This repository provides a **minimal, publishable reference implementation** for the **Expert Context Pack (ECP) v1.0** specification.

See the spec: `spec/ECP-SPEC.md`.

## Docs

- `docs/PILOT-PLAYBOOK.md` - step-by-step guide to create, validate, run, and publish packs.
- `examples/README.md` - index of included example packs and demo scripts.
- `CONTRIBUTING.md` - contribution guidelines.

It is intended to demonstrate:

- **Persistent expert context** stored inside a Skill directory (backward-compatible with Agent Skills).
- **Incremental refresh** of context artifacts (git-diff where available; filesystem diff fallback).
- **Grounded answers** with **portable citations** (file path + revision + line ranges).
- **Eval-gated maintenance**: refresh runs eval suites and can rollback on failure.

## What this is (and is not)

**This is:**
- A pragmatic baseline runtime and CLI (`ecpctl`) to build, refresh, and query an ECP-enabled skill.
- A keyword + portable vector indexer/retriever suitable for a PoC (vector supports local hashing embeddings and optional caller-provided query vectors).
- A harness to run ECP eval suites.
- An optional MCP-compatible stdio server exposing `expert.*` tools (`ecpctl mcp`).

**This is not:**
- A full agent runtime or IDE integration.
- A production embedding model or vector DB integration (the PoC supports a portable `vector-index-v1` artifact, plus optional caller-provided query vectors for real embeddings).

ECP is aimed at portable, offline, and auditable expert context.
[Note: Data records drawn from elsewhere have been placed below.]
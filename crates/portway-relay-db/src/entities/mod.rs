//! Database entities

pub mod tunnel_registration;

pub use tunnel_registration::Entity as TunnelRegistration;

pub mod prelude {
    pub use super::tunnel_registration::Entity as TunnelRegistration;
}
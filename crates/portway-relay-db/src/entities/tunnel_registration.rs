//! TunnelRegistration entity: durable metadata for one claimed subdomain

use sea_orm::entity::prelude::*;
use serde::{Deserialize, Serialize};

#[derive(Clone, Debug, PartialEq, DeriveEntityModel, Serialize, Deserialize)]
#[sea_orm(table_name = "tunnel_registrations")]
pub struct Model {
    /// Subdomain label (primary key, so claims are unique per subdomain)
    #[sea_orm(primary_key, auto_increment = false)]
    pub subdomain: String,

    /// Live tunnel currently holding the claim
    pub tunnel_id: String,

    pub local_port: i32,

    pub local_host: String,

    /// Argon2id PHC string
    #[sea_orm(column_type = "Text", nullable)]
    pub password_hash: Option<String>,

    /// Raw allow-list as supplied at registration
    #[sea_orm(column_type = "Text", nullable)]
    pub ip_allow_list: Option<String>,

    pub expires_at: Option<ChronoDateTimeUtc>,

    pub inspect: bool,

    pub total_requests: i64,

    pub is_active: bool,

    pub last_active_at: ChronoDateTimeUtc,

    pub created_at: ChronoDateTimeUtc,
}

#[derive(Copy, Clone, Debug, EnumIter, DeriveRelation)]
pub enum Relation {}

impl ActiveModelBehavior for ActiveModel {}
impl From<RegisterPayload> for RegisterOptions {
    fn from(payload: RegisterPayload) -> Self {
        Self {
            subdomain: payload.subdomain,
            local_port: payload.local_port,
            local_host: payload.local_host,
            password: payload.password,
            ip_allow_list: payload.ip_allow_list,
            expires_in: payload.expires_in_secs.map(Duration::from_secs),
            inspect: payload.inspect,
        }
    }
}

#[derive(Debug, Clone, PartialEq, Eq)]
pub struct Registration {
    pub tunnel_id: String,
    pub subdomain: String,
    pub public_url: String,
}

/// An HTTP request arriving at the public edge
#[derive(Debug, Clone, Default)]
pub struct HttpRequestDescriptor {
    pub method: String,
    pub path: String,
    pub headers: Headers,
    pub body: Option<String>,
    pub client_ip: Option<IpAddr>,
}

#[derive(Debug, Clone, Copy, PartialEq, Eq, Serialize)]
#[serde(rename_all = "lowercase")]
pub enum ConnectionState {
    Registering,
    Active,
    Closed,
}

impl ConnectionState {
    fn from_u8(value: u8) -> Self {
        match value {
            0 => ConnectionState::Registering,
            1 => ConnectionState::Active,
            _ => ConnectionState::Closed,
        }
    }
}

/// Live HTTP tunnel bound to one control channel
pub struct TunnelConnection {
    id: String,
    subdomain: String,
    channel: ControlChannel,
    state: AtomicU8,
    pending: PendingRequests,
    connected_at: DateTime<Utc>,
}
It complements hosted file-search tools and centralized eval platforms by packaging evidence, provenance, and maintenance controls directly with the skill so packs can be validated and moved across runtimes without vendor lock-in.

## Repository layout

- `spec/` - the ECP spec (v1.0) and JSON Schemas (source of truth for this repo)
- `src/ecp_reference/` - the reference implementation
- `examples/` - example ECP-enabled skills and demo corpora (see `examples/README.md`)

## Installation

Python 3.10+ is recommended.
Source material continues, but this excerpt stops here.